International Association of Neurorestoratology Spinal Cord Injury Functional Rating Scale (IANR-SCIFRS)
Establishing a functional rating score: This scale includes 9 categories with 16 items in total (plus one optional category). The maximum possible score is 48; the lowest possible score is 0. Explanation of the functional rating scale scores: 48: Normal functioning across all categories; 35–47: Slight degree of functional handicap (mostly independent); 18–34: Medium degree of functional handicap (some dependency indicated); 0–17: Severe degree of functional handicap (significant impact on daily life).
Materials and Methods
Subjects
One hundred and eight patients with complete chronic SCI were followed up successfully by physicians evaluating at our center and home visitations within the period of 1.0–5.3 (mean 3.47 ± 1.12) years after the OEC intraspinal cord transplantation, which has been described previously (13). Of them, 84 were men and 24 were women; their ages varied from 6 to 58 (average 34.29 ± 10.39) years; injury durations ranged from 0.5 to 30 (average 3.48 ± 4.73) years before OEC therapy. Lesion sites were located at the cervical segment (n = 51), thoracic segment (n = 42), or thoracolumbar junction (T12–L1) (n = 15), respectively.
The patients were divided into two groups according to the rehabilitation they performed: group A (n = 79) with sufficient rehabilitation (or active-movement target-enhancement neurorehabilitation therapy, AMTENT) and group B (n = 29) with insufficient rehabilitation. All patients were evaluated and reevaluated by the ASIA standards and the IANR-SCIFRS. Thirty-one patients returned to our center for follow-up and were reassessed by subsequent MRI, EMG, and PVSEP.
Statistical Analysis
The data are expressed as mean ± SD). Using SPSS 13.0 for Windows, paired samples t-tests were performed for the comparisons of the two states made prior to and after the OEC therapy in the two groups. Independent samples t-tests were carried out for the comparisons of increased scores between the two groups. A value of p < 0.05 was considered statistically significant difference.
Results
Functional Assessment
Results of all 108 patient scores between preoperation and follow-up by ASIA and IANR-SCIFRS assessment standard are shown in Table 2. The score changes by ASIA assessment were significant difference (motor, p < 0.01; light touch, p < 0.01; pin prick, p < 0.01). The score change by the IANR-SCIFRS assessment was significantly different (p < 0.01).
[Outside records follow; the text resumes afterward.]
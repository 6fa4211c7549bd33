//! Runtime configuration for the planner binary
//!
//! Everything here is optional. Without a config file the binary behaves
//! like a plain read-eval loop with no prompt and `info` level logging.

use serde::Deserialize;
use std::fs;
use std::path::Path;

use crate::core::error::{Result, StrikeError};

/// Default tracing filter when `RUST_LOG` is not set
pub const DEFAULT_LOG_FILTER: &str = "strike_planner=info";

/// Configuration for the command-line front end
#[derive(Debug, Clone, PartialEq, Eq, Deserialize)]
#[serde(default)]
pub struct AppConfig {
    /// Tracing filter directive used when `RUST_LOG` is unset
    ///
    /// Logs go to stderr, so raising this to `debug` prints one line per
    /// engagement without disturbing report output.
    pub log_filter: String,

    /// Text printed (without newline) before each command is read
    ///
    /// `None` keeps the loop silent, which is what scripted callers expect.
    pub prompt: Option<String>,
}

impl Default for AppConfig {
    fn default() -> Self {
        Self {
            log_filter: DEFAULT_LOG_FILTER.to_string(),
            prompt: None,
        }
    }
}

impl AppConfig {
    /// Create a new config with default values
    pub fn new() -> Self {
        Self::default()
    }

    /// Parse a config from TOML text and validate it
    pub fn from_toml_str(content: &str) -> Result<Self> {
        let config: AppConfig = toml::from_str(content)?;
        config.validate()?;
        Ok(config)
    }

    /// Load a config from a TOML file on disk
    pub fn load(path: &Path) -> Result<Self> {
        let content = fs::read_to_string(path)?;
        Self::from_toml_str(&content)
    }

    /// Validate configuration for internal consistency
    pub fn validate(&self) -> Result<()> {
        if self.log_filter.trim().is_empty() {
            return Err(StrikeError::Config("log_filter must not be empty".into()));
        }

        if let Some(prompt) = &self.prompt {
            if prompt.contains('\n') {
                return Err(StrikeError::Config(
                    "prompt must fit on a single line".into(),
                ));
            }
        }

        Ok(())
    }
}
//! Headless-browser driving over WebDriver.
//!
//! A chromedriver child (or an externally managed endpoint) provides the
//! WebDriver session; [`Browser`] wraps the async `fantoccini` client behind
//! a blocking facade so scenario code stays a single sequential thread. The
//! facade owns a dedicated current-thread runtime and blocks on one command
//! at a time.

use std::process::{Child, Command, Stdio};
use std::thread;
use std::time::{Duration, Instant};

use anyhow::{Context, Result, anyhow, bail};
use fantoccini::{Client, ClientBuilder, Locator};
use serde_json::{Value, json};
use tokio::runtime::Runtime;
use tracing::{debug, instrument};

use crate::config::HarnessConfig;
use crate::port;

const POLL_INTERVAL: Duration = Duration::from_millis(100);

/// A managed `chromedriver` child bound to a free port. Killed on drop.
#[derive(Debug)]
pub struct ChromeDriver {
    child: Option<Child>,
    port: u16,
}

impl ChromeDriver {
    #[instrument(skip_all)]
    pub fn spawn(command: &str, startup_timeout: Duration) -> Result<Self> {
        let port = port::free_port()?;
        debug!(command, port, "starting chromedriver");
        let child = Command::new(command)
            .arg(format!("--port={port}"))
            .stdin(Stdio::null())
            .stdout(Stdio::null())
            .stderr(Stdio::null())
            .spawn()
            .with_context(|| format!("spawn {command}"))?;
        let driver = Self {
            child: Some(child),
            port,
        };
        port::wait_for_port(port, startup_timeout).context("chromedriver did not become ready")?;
        Ok(driver)
    }

    /// WebDriver endpoint URL.
    pub fn url(&self) -> String {
        format!("http://127.0.0.1:{}", self.port)
    }
}

impl Drop for ChromeDriver {
    fn drop(&mut self) {
        if let Some(mut child) = self.child.take() {
            if let Err(err) = child.kill() {
                debug!(err = %err, "chromedriver kill on drop failed");
            }
            let _ = child.wait();
        }
    }
}

/// A live browser session plus the chromedriver that backs it.
///
/// Field order matters: the session closes before its endpoint goes away.
#[derive(Debug)]
pub struct BrowserSession {
    pub browser: Browser,
    _driver: Option<ChromeDriver>,
}

/// Open a session per the config: connect to `webdriver_url` when set,
/// otherwise spawn and manage a chromedriver child.
pub fn open_session(config: &HarnessConfig) -> Result<BrowserSession> {
    let (driver, url) = match &config.webdriver_url {
        Some(url) => (None, url.clone()),
        None => {
            let driver = ChromeDriver::spawn(&config.chromedriver_command, config.startup_timeout())?;
            let url = driver.url();
            (Some(driver), url)
        }
    };
    let browser = Browser::connect(&url, config)?;
    Ok(BrowserSession {
        browser,
        _driver: driver,
    })
}

/// Chrome capability map for a new WebDriver session.
pub fn chrome_capabilities(headless: bool) -> serde_json::Map<String, Value> {
    let mut args = vec![
        "--disable-gpu".to_string(),
        "--window-size=1280,720".to_string(),
    ];
    if headless {
        args.insert(0, "--headless=new".to_string());
    }
    let mut caps = serde_json::Map::new();
    caps.insert("goog:chromeOptions".to_string(), json!({ "args": args }));
    caps
}

/// Blocking facade over a WebDriver client.
pub struct Browser {
    runtime: Runtime,
    client: Client,
    closed: bool,
    quiet: Duration,
    idle_timeout: Duration,
    assert_timeout: Duration,
}

impl std::fmt::Debug for Browser {
    fn fmt(&self, f: &mut std::fmt::Formatter<'_>) -> std::fmt::Result {
        f.debug_struct("Browser")
            .field("closed", &self.closed)
            .finish_non_exhaustive()
    }
}

impl Browser {
    /// Start a session against the given WebDriver endpoint.
    #[instrument(skip_all, fields(webdriver_url))]
    pub fn connect(webdriver_url: &str, config: &HarnessConfig) -> Result<Self> {
        let runtime = tokio::runtime::Builder::new_current_thread()
            .enable_all()
            .build()
            .context("build webdriver runtime")?;
        let mut builder = ClientBuilder::rustls().context("init rustls webdriver connector")?;
        builder.capabilities(chrome_capabilities(config.headless));
        let client = runtime
            .block_on(builder.connect(webdriver_url))
            .with_context(|| format!("connect to webdriver at {webdriver_url}"))?;
        Ok(Self {
            runtime,
            client,
            closed: false,
            quiet: config.network_quiet(),
            idle_timeout: config.network_idle_timeout(),
            assert_timeout: config.assertion_timeout(),
        })
    }

    pub fn goto(&self, url: &str) -> Result<()> {
        debug!(url, "navigate");
        self.runtime
            .block_on(self.client.goto(url))
            .with_context(|| format!("navigate to {url}"))
    }

    pub fn title(&self) -> Result<String> {
        self.runtime.block_on(self.client.title()).context("read page title")
    }

    /// Visible text of the first element matching the CSS selector.
    pub fn text_of(&self, selector: &str) -> Result<String> {
        self.runtime
            .block_on(async {
                let element = self.client.find(Locator::Css(selector)).await?;
                element.text().await
            })
            .with_context(|| format!("read text of {selector}"))
    }

    /// Current `value` property of the first element matching the selector.
    pub fn value_of(&self, selector: &str) -> Result<String> {
        let value = self
            .runtime
            .block_on(async {
                let element = self.client.find(Locator::Css(selector)).await?;
                element.prop("value").await
            })
            .with_context(|| format!("read value of {selector}"))?;
        Ok(value.unwrap_or_default())
    }

    /// Send keystrokes to the first element matching the selector.
    pub fn type_into(&self, selector: &str, text: &str) -> Result<()> {
        debug!(selector, text, "type");
        self.runtime
            .block_on(async {
                let element = self.client.find(Locator::Css(selector)).await?;
                element.send_keys(text).await
            })
            .with_context(|| format!("type into {selector}"))
    }

    pub fn click(&self, selector: &str) -> Result<()> {
        self.runtime
            .block_on(async {
                let element = self.client.find(Locator::Css(selector)).await?;
                element.click().await
            })
            .with_context(|| format!("click {selector}"))
    }

    /// Run a script in the page and return its result.
    pub fn execute(&self, script: &str) -> Result<Value> {
        self.runtime
            .block_on(self.client.execute(script, Vec::new()))
            .context("execute script")
    }

    /// Wait until the page stops issuing network requests.
    ///
    /// There is no push signal from the dev server, so idleness is inferred
    /// from the page's resource-timing entries: once the count stops growing
    /// for the quiet window, the page counts as idle.
    #[instrument(skip(self))]
    pub fn wait_for_network_idle(&self) -> Result<()> {
        let deadline = Instant::now() + self.idle_timeout;
        let mut tracker = IdleTracker::new(self.quiet);
        loop {
            let count = self.resource_count()?;
            if tracker.observe(count, Instant::now()) {
                return Ok(());
            }
            if Instant::now() >= deadline {
                bail!(
                    "page network activity did not settle within {}s",
                    self.idle_timeout.as_secs()
                );
            }
            thread::sleep(POLL_INTERVAL);
        }
    }

    /// Poll until the element's text equals `expected`.
    pub fn wait_until_text(&self, selector: &str, expected: &str) -> Result<()> {
        self.wait_until(selector, expected, "text", |browser| {
            browser.text_of(selector)
        })
    }

    /// Poll until the element's value equals `expected`.
    pub fn wait_until_value(&self, selector: &str, expected: &str) -> Result<()> {
        self.wait_until(selector, expected, "value", |browser| {
            browser.value_of(selector)
        })
    }

    fn wait_until<F>(&self, selector: &str, expected: &str, what: &str, read: F) -> Result<()>
    where
        F: Fn(&Browser) -> Result<String>,
    {
        let deadline = Instant::now() + self.assert_timeout;
        let mut last = read(self)?;
        loop {
            if last == expected {
                return Ok(());
            }
            if Instant::now() >= deadline {
                bail!(
                    "{what} of {selector} was {last:?}, expected {expected:?} after {}s",
                    self.assert_timeout.as_secs()
                );
            }
            thread::sleep(POLL_INTERVAL);
            last = read(self)?;
        }
    }

    /// End the WebDriver session.
    pub fn close(mut self) -> Result<()> {
        self.closed = true;
        self.runtime
            .block_on(self.client.clone().close())
            .context("close webdriver session")
    }

    fn resource_count(&self) -> Result<u64> {
        let value =
            self.execute("return window.performance.getEntriesByType('resource').length;")?;
        value
            .as_u64()
            .ok_or_else(|| anyhow!("resource count was not a number: {value}"))
    }
}

impl Drop for Browser {
    fn drop(&mut self) {
        if self.closed {
            return;
        }
        if let Err(err) = self.runtime.block_on(self.client.clone().close()) {
            debug!(err = %err, "webdriver session close on drop failed");
        }
    }
}

/// Decides when sampled resource counts have been stable long enough.
#[derive(Debug)]
pub struct IdleTracker {
    quiet: Duration,
    last_count: Option<u64>,
    stable_since: Option<Instant>,
}

impl IdleTracker {
    pub fn new(quiet: Duration) -> Self {
        Self {
            quiet,
            last_count: None,
            stable_since: None,
        }
    }

    /// Feed one sample; returns true once the count has been unchanged for
    /// the whole quiet window.
    pub fn observe(&mut self, count: u64, now: Instant) -> bool {
        match (self.last_count, self.stable_since) {
            (Some(last), Some(since)) if last == count => now.duration_since(since) >= self.quiet,
            _ => {
                self.last_count = Some(count);
                self.stable_since = Some(now);
                false
            }
        }
    }
}

#[cfg(test)]
mod tests {
    use super::*;

    #[test]
    fn capabilities_toggle_headless_flag() {
        let caps = chrome_capabilities(true);
        let args = caps["goog:chromeOptions"]["args"]
            .as_array()
            .expect("args array")
            .clone();
        assert_eq!(args[0], "--headless=new");

        let caps = chrome_capabilities(false);
        let args = caps["goog:chromeOptions"]["args"]
            .as_array()
            .expect("args array")
            .clone();
        assert!(!args.iter().any(|arg| arg == "--headless=new"));
    }

    #[test]
    fn idle_tracker_requires_full_quiet_window() {
        let quiet = Duration::from_millis(500);
        let start = Instant::now();
        let mut tracker = IdleTracker::new(quiet);

        assert!(!tracker.observe(3, start), "first sample starts the window");
        assert!(
            !tracker.observe(3, start + Duration::from_millis(200)),
            "stable but window not elapsed"
        );
        assert!(
            tracker.observe(3, start + Duration::from_millis(600)),
            "stable for the whole window"
        );
    }

    #[test]
    fn idle_tracker_resets_on_new_activity() {
        let quiet = Duration::from_millis(500);
        let start = Instant::now();
        let mut tracker = IdleTracker::new(quiet);

        tracker.observe(3, start);
        assert!(
            !tracker.observe(4, start + Duration::from_millis(400)),
            "new request resets the window"
        );
        assert!(
            !tracker.observe(4, start + Duration::from_millis(700)),
            "only 300ms stable since the reset"
        );
        assert!(tracker.observe(4, start + Duration::from_millis(900)));
    }
}
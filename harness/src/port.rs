//! Free-port allocation and TCP readiness polling.

use std::net::{Ipv4Addr, SocketAddr, TcpListener, TcpStream};
use std::thread;
use std::time::{Duration, Instant};

use anyhow::{Context, Result, bail};

const PROBE_TIMEOUT: Duration = Duration::from_millis(250);
const POLL_INTERVAL: Duration = Duration::from_millis(100);

/// Ask the OS for a currently unused port.
///
/// The listener is dropped before returning, so the port is only *likely*
/// free when the caller binds it. Good enough for one child process per run.
pub fn free_port() -> Result<u16> {
    let listener =
        TcpListener::bind((Ipv4Addr::LOCALHOST, 0)).context("bind ephemeral local port")?;
    let port = listener
        .local_addr()
        .context("read ephemeral listener address")?
        .port();
    Ok(port)
}

/// Whether anything currently accepts TCP connections on the local port.
pub fn probe(port: u16) -> bool {
    let addr = SocketAddr::from((Ipv4Addr::LOCALHOST, port));
    TcpStream::connect_timeout(&addr, PROBE_TIMEOUT).is_ok()
}

/// Poll the local port until it accepts a connection or the timeout passes.
pub fn wait_for_port(port: u16, timeout: Duration) -> Result<()> {
    let deadline = Instant::now() + timeout;
    loop {
        if probe(port) {
            return Ok(());
        }
        if Instant::now() >= deadline {
            bail!(
                "port {} did not accept connections within {}s",
                port,
                timeout.as_secs()
            );
        }
        thread::sleep(POLL_INTERVAL);
    }
}

#[cfg(test)]
mod tests {
    use super::*;

    #[test]
    fn free_port_is_bindable() {
        let port = free_port().expect("free port");
        assert_ne!(port, 0);
        TcpListener::bind((Ipv4Addr::LOCALHOST, port)).expect("rebind allocated port");
    }

    #[test]
    fn wait_succeeds_against_live_listener() {
        let listener = TcpListener::bind((Ipv4Addr::LOCALHOST, 0)).expect("bind");
        let port = listener.local_addr().expect("addr").port();
        wait_for_port(port, Duration::from_secs(2)).expect("listener should be reachable");
    }

    #[test]
    fn wait_times_out_when_nothing_listens() {
        let port = free_port().expect("free port");
        let err = wait_for_port(port, Duration::from_millis(200)).expect_err("nothing listening");
        assert!(err.to_string().contains("did not accept connections"));
    }
}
Comparison of all 108 Patients Scores Between Preoperation and Follow-up by American Spinal Injury Association (ASIA) and IANR-SCIFRS Assessment Standard (Paired Samples t-Test)
Results of patient scores in the two groups between preoperation and follow-up by ASIA and IANR-SCIFRS assessment standard are shown in Table 3. The score changes in group A by ASIA assessment were significantly different (motor, p < 0.01; light touch, p < 0.01; pin prick, p < 0.01). The score change by IANR-SCIFRS assessment was significantly different (p < 0.01). The score changes in group B by ASIA assessment were significantly different in motor (p < 0.05), but not in light touch (p > 0.5) and pin prick (p > 0.05). The score change by IANR-SCIFRS assessment was significantly different (p < 0.01).
Comparison of Patients Scores in the Two Groups Between Preoperation and Follow-up by ASIA and IANR-SCIFRS Assessment Standard (Paired Samples t-Test)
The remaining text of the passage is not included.